Tomorrow is Valentine’s Day. Yay for a day devoted to consumer capitalist expressions of lurrrve… (heterosexual of course). Or rather, boo. Valentine’s Day, how do I hate thee, let me count the ways.
Firstly, well done for marketing the day as a day for everyone who isn’t part of a happy couple to sit in front of a TV crying. I’m noticing this among het cis female friends particularly – they’re using Valentine’s Day as an excuse to shame themselves for their looks, their weight and their personalities that somehow have prevented them finding a boyfriend, going off into the ‘forever alone’ idea. This discomforts me – I hate to hear people putting themselves down, especially in the kyriarchal, fat-shaming, heteronormative, misogynist, slut-shaming language they’re using. This is for anyone who is blaming themselves for the lack of companionship they desperately want;
You are worthy. No matter where you fit in our defective beauty standard, or our defective intelligence standard, or our defective gender standards, or our defective standards of worth; you are worthy. You are worth celebrating. If you want a companion and you are going to conduct that relationship in a respectful, consensual, enjoyable way, then you are worthy of one. And you don’t need to use the language that marginalises you, that puts you and others down. Leave the oppressive language.
Secondly, not everyone is heterosexual. Not everyone is binary. Not everyone is monogamous. Outside of the internet, I have never come across any Valentine’s Day paraphernalia that acknowledges the existence of non-heterosexual folks. Seriously, Valentine’s Day, our love is just as worth celebrating as any other. Implying otherwise reinforces the heterosexist dialogue surrounding romance, the heterosexist dialogue that entwines itself in our lives from ridiculously early ages and poisons our youth’s minds. As for folks outside of the binary, we get relegated to our normal position in society – not existing! Isn’t it fun? And the same for polyamorous folks – polyamory doesn’t exist either! This is for everyone made invisible by the Valentine’s Day dialogue;
If you love, and you love consensually, respectfully and enjoyably, then your love is beautiful and worthy of celebration. No matter how many people are in your relationship or what gender/s/non-gender/s they have. No matter how you conduct your relationship. The erasure is wrong; a day for lovers includes you too. You too are a part of the rainbow of humanity.
Thirdly, not everyone wants a relationship. Relationships aren’t any kind of compulsory life step. They’re just one branch of the river that is life, and some of us will go down it, others will head off elsewhere. It’s not the end of the world, and it doesn’t make us freaks for not wanting it. This is for everyone who shakes their head in bafflement at all this stuff;
Don’t worry. You’re not a freak for not wanting what our entire culture says that you should want as a part of a normal life course. You’re another manifestation of the beautiful diversity of the human experience, and you are worthy because of it.
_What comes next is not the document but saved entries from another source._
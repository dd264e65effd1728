//! Semantic Judge: a pluggable backend that decides whether a Variant
//! extraction is faithful to the Original under a policy.
//!
//! `RuleJudge` is deterministic and offline; `LlmJudge` sends the rendered policy and both
//! payloads to the model. `AppState` holds an `Arc<dyn SemanticJudge>`, chosen at startup.

use async_trait::async_trait;
use serde::Deserialize;
use serde_json::Value;
use thiserror::Error;
use tracing::debug;

use crate::audit::compare::{compare, Elsewhere};
use crate::audit::policy::Policy;
use crate::audit::prompts::{judge_prompt, judge_system};
use crate::llm_client::{LlmClient, LlmError};
use crate::models::{Entry, ErrorType};

#[derive(Debug, Error)]
pub enum JudgeError {
    #[error("judge timed out after {0:?}")]
    Timeout(std::time::Duration),

    #[error("model call failed: {0}")]
    Llm(#[from] LlmError),

    #[error("malformed judge response: {0}")]
    Malformed(String),
}

/// Everything a judge sees for one (Original, Variant) comparison.
#[derive(Debug, Clone, Copy)]
pub struct JudgeRequest<'a> {
    pub cv_id: &'a str,
    pub original: &'a [Entry],
    pub variant: &'a [Entry],
    /// Entries from the other categories of both documents, for cross-section checks.
    pub elsewhere: Elsewhere<'a>,
    pub policy: &'a Policy,
}

/// A judge's answer before the engine applies its deterministic overrides.
#[derive(Debug, Clone, PartialEq, Deserialize)]
pub struct RawVerdict {
    pub coherent: bool,
    #[serde(default, alias = "empty_extraction")]
    pub empty_list: bool,
    #[serde(default)]
    pub error_type: ErrorType,
    #[serde(default)]
    pub details: String,
}

impl RawVerdict {
    /// Rejects answers that contradict themselves. A coherent verdict drops any error type.
    pub fn validated(mut self) -> Result<Self, JudgeError> {
        if self.error_type == ErrorType::JudgeFailure {
            return Err(JudgeError::Malformed(
                "judge may not report an infrastructure failure".to_string(),
            ));
        }
        if self.coherent {
            self.error_type = ErrorType::None;
        } else if self.error_type == ErrorType::None {
            return Err(JudgeError::Malformed(
                "coherent=false without an error_type".to_string(),
            ));
        }
        Ok(self)
    }
}

#[async_trait]
pub trait SemanticJudge: Send + Sync {
    async fn judge(&self, request: &JudgeRequest<'_>) -> Result<RawVerdict, JudgeError>;

    /// Backend name recorded in reports.
    fn name(&self) -> &'static str;
}

/// Deterministic judge backed by the comparator. Fast, no network.
pub struct RuleJudge;

#[async_trait]
impl SemanticJudge for RuleJudge {
    async fn judge(&self, request: &JudgeRequest<'_>) -> Result<RawVerdict, JudgeError> {
        let comparison = compare(request.original, request.variant, request.elsewhere, request.policy);
        Ok(RawVerdict {
            coherent: comparison.is_coherent(),
            empty_list: request.variant.is_empty() && !request.original.is_empty(),
            error_type: comparison.error_type(),
            details: comparison.details(),
        })
    }

    fn name(&self) -> &'static str {
        "rules"
    }
}

/// Model judge. The policy is rendered into the prompt; the reply must be the verdict JSON.
pub struct LlmJudge {
    llm: LlmClient,
}

impl LlmJudge {
    pub fn new(llm: LlmClient) -> Self {
        Self { llm }
    }
}

fn entries_json(entries: &[Entry]) -> Result<Value, JudgeError> {
    serde_json::to_value(entries).map_err(|e| JudgeError::Malformed(e.to_string()))
}

fn context_json(entries: &[Entry]) -> Result<Option<Value>, JudgeError> {
    if entries.is_empty() {
        Ok(None)
    } else {
        entries_json(entries).map(Some)
    }
}

#[async_trait]
impl SemanticJudge for LlmJudge {
    async fn judge(&self, request: &JudgeRequest<'_>) -> Result<RawVerdict, JudgeError> {
        let variant_name = request
            .policy
            .dimension
            .variant_label()
            .map(|l| l.as_str())
            .unwrap_or("Extraction");
        let original = entries_json(request.original)?;
        let variant = entries_json(request.variant)?;
        let variant_elsewhere = context_json(request.elsewhere.variant)?;
        let original_elsewhere = context_json(request.elsewhere.original)?;

        let prompt = judge_prompt(
            request.cv_id,
            variant_name,
            &request.policy.render_rules(),
            &original,
            &variant,
            variant_elsewhere.as_ref(),
            original_elsewhere.as_ref(),
        );

        let raw: RawVerdict = self.llm.call_json(&prompt, &judge_system()).await?;
        debug!(cv_id = %request.cv_id, coherent = raw.coherent, "model verdict received");
        raw.validated()
    }

    fn name(&self) -> &'static str {
        "llm"
    }
}
//! Form-fidelity audit: a reference JSON (what each CV actually contains) against the
//! extractor's output for the same documents, under the `Extraction` policy. Each category
//! is judged with the other categories of both documents as cross-section context.

use std::collections::BTreeMap;
use std::path::Path;
use std::sync::OnceLock;

use regex::Regex;
use serde::{Deserialize, Serialize};
use serde_json::Value;
use tracing::{info, warn};

use crate::audit::compare::Elsewhere;
use crate::audit::engine::AuditEngine;
use crate::audit::policy::Policy;
use crate::errors::AppError;
use crate::join::normalize_payload;
use crate::models::{AuditVerdict, Category, Dimension, Entry};
use crate::util::{read_json, write_json_pretty};

fn numeric_suffix_pattern() -> &'static Regex {
    static PATTERN: OnceLock<Regex> = OnceLock::new();
    PATTERN.get_or_init(|| Regex::new(r"[_-]?\d+$").expect("static regex is valid"))
}

fn spaced_suffix_pattern() -> &'static Regex {
    static PATTERN: OnceLock<Regex> = OnceLock::new();
    PATTERN.get_or_init(|| Regex::new(r"\s+\d+$").expect("static regex is valid"))
}

/// Document name used for matching: lowercase, without a trailing numeric suffix
/// (`Template_A_01` -> `template_a`).
pub fn normalize_document_name(name: &str) -> String {
    let lower = name.trim().to_lowercase();
    let stem = lower
        .strip_suffix(".pdf")
        .or_else(|| lower.strip_suffix(".json"))
        .unwrap_or(&lower);
    let stripped = numeric_suffix_pattern().replace(stem, "");
    spaced_suffix_pattern().replace(&stripped, "").trim().to_string()
}

#[derive(Debug, Clone, PartialEq, Serialize, Deserialize)]
pub struct FormAuditRecord {
    #[serde(flatten)]
    pub verdict: AuditVerdict,
    pub reference_used: String,
}

/// Splits one document record into normalized entries per category.
fn document_sections(record: &Value) -> BTreeMap<Category, Vec<Entry>> {
    let mut sections: BTreeMap<Category, Vec<Entry>> =
        Category::ALL.iter().map(|c| (*c, Vec::new())).collect();
    if let Some(map) = record.as_object() {
        for (key, payload) in map {
            if let Some(category) = Category::parse(key) {
                sections.insert(category, normalize_payload(category, payload));
            }
        }
    }
    sections
}

/// Every entry outside `category`, in category order.
fn other_sections(sections: &BTreeMap<Category, Vec<Entry>>, category: Category) -> Vec<Entry> {
    sections
        .iter()
        .filter(|(c, _)| **c != category)
        .flat_map(|(_, entries)| entries.iter().cloned())
        .collect()
}

/// Audits every extracted document that has a reference. Documents without one are
/// reported and skipped.
pub async fn audit_documents(
    engine: &AuditEngine,
    reference: &BTreeMap<String, Value>,
    extracted: &BTreeMap<String, Value>,
) -> Vec<FormAuditRecord> {
    let policy = Policy::for_dimension(Dimension::Extraction);
    let references: BTreeMap<String, &String> = reference
        .keys()
        .map(|name| (normalize_document_name(name), name))
        .collect();

    let mut records = Vec::new();
    for (name, record) in extracted {
        let Some(reference_name) = references.get(&normalize_document_name(name)) else {
            warn!(document = %name, "no reference document, skipping");
            continue;
        };
        let Some(reference_record) = reference.get(*reference_name) else {
            continue;
        };

        let expected = document_sections(reference_record);
        let actual = document_sections(record);

        for category in Category::ALL {
            let moved_out = other_sections(&actual, category);
            let moved_in = other_sections(&expected, category);
            let verdict = engine
                .audit_with_context(
                    category,
                    expected.get(&category).map(Vec::as_slice).unwrap_or(&[]),
                    actual.get(&category).map(Vec::as_slice).unwrap_or(&[]),
                    Elsewhere {
                        variant: &moved_out,
                        original: &moved_in,
                    },
                    &policy,
                    name,
                )
                .await;
            records.push(FormAuditRecord {
                verdict,
                reference_used: (*reference_name).clone(),
            });
        }
    }
    records
}

/// Reads both files, audits, and writes the report. Returns the records written.
pub async fn run_form_audit(
    engine: &AuditEngine,
    reference_path: &Path,
    extracted_path: &Path,
    report_path: &Path,
) -> Result<Vec<FormAuditRecord>, AppError> {
    for path in [reference_path, extracted_path] {
        if !path.is_file() {
            return Err(AppError::MissingInput {
                run: "form-audit".to_string(),
                path: path.to_path_buf(),
            });
        }
    }
    let reference: BTreeMap<String, Value> = read_json(reference_path)?;
    let extracted: BTreeMap<String, Value> = read_json(extracted_path)?;

    let records = audit_documents(engine, &reference, &extracted).await;
    write_json_pretty(report_path, &records)?;

    let errors = records.iter().filter(|r| r.verdict.is_error()).count();
    info!(
        documents = extracted.len(),
        audits = records.len(),
        errors,
        path = %report_path.display(),
        "form audit written"
    );
    Ok(records)
}

#[cfg(test)]
mod tests {
    use super::*;
    use crate::audit::judge::RuleJudge;
    use crate::models::ErrorType;
    use serde_json::json;
    use std::sync::Arc;
    use std::time::Duration;

    fn engine() -> AuditEngine {
        AuditEngine::new(Arc::new(RuleJudge), Duration::from_secs(5))
    }

    #[test]
    fn test_document_name_normalization() {
        assert_eq!(normalize_document_name("Template_A_01"), "template_a");
        assert_eq!(normalize_document_name("europass-3.pdf"), "europass");
        assert_eq!(normalize_document_name("Latex 12"), "latex");
        assert_eq!(normalize_document_name("modern"), "modern");
    }

    #[tokio::test]
    async fn test_empty_section_is_omission_and_equivalent_degree_is_coherent() {
        let reference: BTreeMap<String, Value> = serde_json::from_value(json!({
            "europass": {
                "experiences": [{"company": "Red Cross", "job_title": "Volunteer"}],
                "studies": [{"university": "INSA Lyon", "level_of_degree": "Diplome d'ingenieur"}],
                "interests": ["Chess"]
            }
        }))
        .unwrap();
        let extracted: BTreeMap<String, Value> = serde_json::from_value(json!({
            "Europass_07": {
                "List of professional experiences": [],
                "List of studies": [{"university": "INSA Lyon", "level_of_degree": "MSc"}],
                "List of personal interests": ["Chess", "Volunteer at Red Cross"]
            },
            "unknown_layout": {"interests": []}
        }))
        .unwrap();

        let records = audit_documents(&engine(), &reference, &extracted).await;
        assert_eq!(records.len(), 3);
        assert!(records.iter().all(|r| r.reference_used == "europass"));

        let by_category: BTreeMap<Category, &FormAuditRecord> =
            records.iter().map(|r| (r.verdict.category, r)).collect();
        // Empty section with a non-empty reference is still an empty-list omission.
        let experiences = &by_category[&Category::Experiences].verdict;
        assert_eq!(experiences.error_type, ErrorType::Omission);
        assert!(experiences.empty_list);
        assert!(by_category[&Category::Studies].verdict.coherent);
        // The volunteering came from the reference's experiences, so it is not invented.
        let interests = &by_category[&Category::Interests].verdict;
        assert!(interests.coherent, "{}", interests.details);
    }

    #[tokio::test]
    async fn test_migrated_entry_is_coherent_on_both_sides() {
        let reference: BTreeMap<String, Value> = serde_json::from_value(json!({
            "modern": {
                "experiences": [{"company": "Airbus", "job_title": "Analyst"},
                                {"company": "Red Cross", "job_title": "Volunteer"}],
                "interests": ["Chess"]
            }
        }))
        .unwrap();
        let extracted: BTreeMap<String, Value> = serde_json::from_value(json!({
            "modern_2": {
                "experiences": [{"company": "Airbus", "job_title": "Analyst"}],
                "interests": ["Chess", "Volunteer at Red Cross"]
            }
        }))
        .unwrap();
        let records = audit_documents(&engine(), &reference, &extracted).await;
        for category in [Category::Experiences, Category::Interests] {
            let verdict = &records
                .iter()
                .find(|r| r.verdict.category == category)
                .unwrap()
                .verdict;
            assert!(verdict.coherent, "{category}: {}", verdict.details);
        }
    }

    #[tokio::test]
    async fn test_extra_entry_absent_everywhere_is_still_hallucination() {
        let reference: BTreeMap<String, Value> = serde_json::from_value(json!({
            "modern": {
                "experiences": [{"company": "Airbus", "job_title": "Analyst"}],
                "interests": ["Chess"]
            }
        }))
        .unwrap();
        let extracted: BTreeMap<String, Value> = serde_json::from_value(json!({
            "modern": {
                "experiences": [{"company": "Airbus", "job_title": "Analyst"}],
                "interests": ["Chess", "Skydiving"]
            }
        }))
        .unwrap();
        let records = audit_documents(&engine(), &reference, &extracted).await;
        let interests = &records
            .iter()
            .find(|r| r.verdict.category == Category::Interests)
            .unwrap()
            .verdict;
        assert_eq!(interests.error_type, ErrorType::Hallucination);
    }

    #[tokio::test]
    async fn test_cross_section_context_reaches_the_judge() {
        let reference: BTreeMap<String, Value> = serde_json::from_value(json!({
            "cv": {"experiences": [{"company": "Red Cross", "job_title": "Volunteer"},
                                   {"company": "Airbus", "job_title": "Analyst"}]}
        }))
        .unwrap();
        let extracted: BTreeMap<String, Value> = serde_json::from_value(json!({
            "cv_1": {"experiences": [{"company": "Airbus", "job_title": "Analyst"}],
                     "interests": ["Volunteer at the Red Cross"]}
        }))
        .unwrap();
        let records = audit_documents(&engine(), &reference, &extracted).await;
        let experiences = records
            .iter()
            .find(|r| r.verdict.category == Category::Experiences)
            .unwrap();
        assert!(experiences.verdict.coherent, "{}", experiences.verdict.details);
    }

    #[tokio::test]
    async fn test_missing_files_are_missing_input() {
        let dir = tempfile::tempdir().unwrap();
        let err = run_form_audit(
            &engine(),
            &dir.path().join("ref.json"),
            &dir.path().join("out.json"),
            &dir.path().join("report.json"),
        )
        .await
        .unwrap_err();
        assert!(err.is_skippable());
    }

    #[tokio::test]
    async fn test_run_form_audit_writes_flattened_records() {
        let dir = tempfile::tempdir().unwrap();
        let doc = json!({"cv": {"interests": ["Chess"]}});
        std::fs::write(dir.path().join("ref.json"), doc.to_string()).unwrap();
        std::fs::write(dir.path().join("out.json"), doc.to_string()).unwrap();
        let report = dir.path().join("report.json");
        run_form_audit(&engine(), &dir.path().join("ref.json"), &dir.path().join("out.json"), &report)
            .await
            .unwrap();
        let written: Vec<Value> = read_json(&report).unwrap();
        assert_eq!(written.len(), 3);
        assert_eq!(written[0]["reference_used"], "cv");
        assert_eq!(written[0]["dimension"], "Extraction");
    }
}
Fourthly, sexism. Gender essentialism. Guys can’t buy bras! Girls, don’t get too soppy! Guys, humour her! Girls, buy new underwear for your man! You should be having sex tonight, dammit, it’s Valentine’s Day, damn what you actually want! Shut the hell up, advertisers, writers, anyone talking about this in these terms. You’re adding to a creepy, misogynistic, binarist, cissexist, heterosexist culture, and that’s not good.
Fifthly, COMMERCIALISM! CAPITALISM! CONSUMERISM! We’re meant to become zombies to red-packaged, overpriced trinkets that are supposed to symbolise love, in all its weirdness and diversity and complexity. Talk about reductionism. You will consume, the media repeats, and we fall for it because we think that love is expressed by the box of chocolates when it is really the person handing over the box of chocolates that is expressing love. But then, in a capitalist culture, it makes sense to conceptualise love as something that involves spending loads of money on someone. Look, it says, I’m willing to spend the fruits of my slavery to capitalism on you. This is how much I love you.
Sigh. Comrades, if you want to do things on Valentine’s Day, do it and enjoy it. Just be prepared for the inflated prices. But remember, it’s really just another day. There’s nothing you can do on Valentine’s Day that you couldn’t do any other day of the year. The media Valentine’s Day machine is harmful, so do your own thing on your own terms. And remember to honour yourself and others, respectfully, consensually, enjoyably.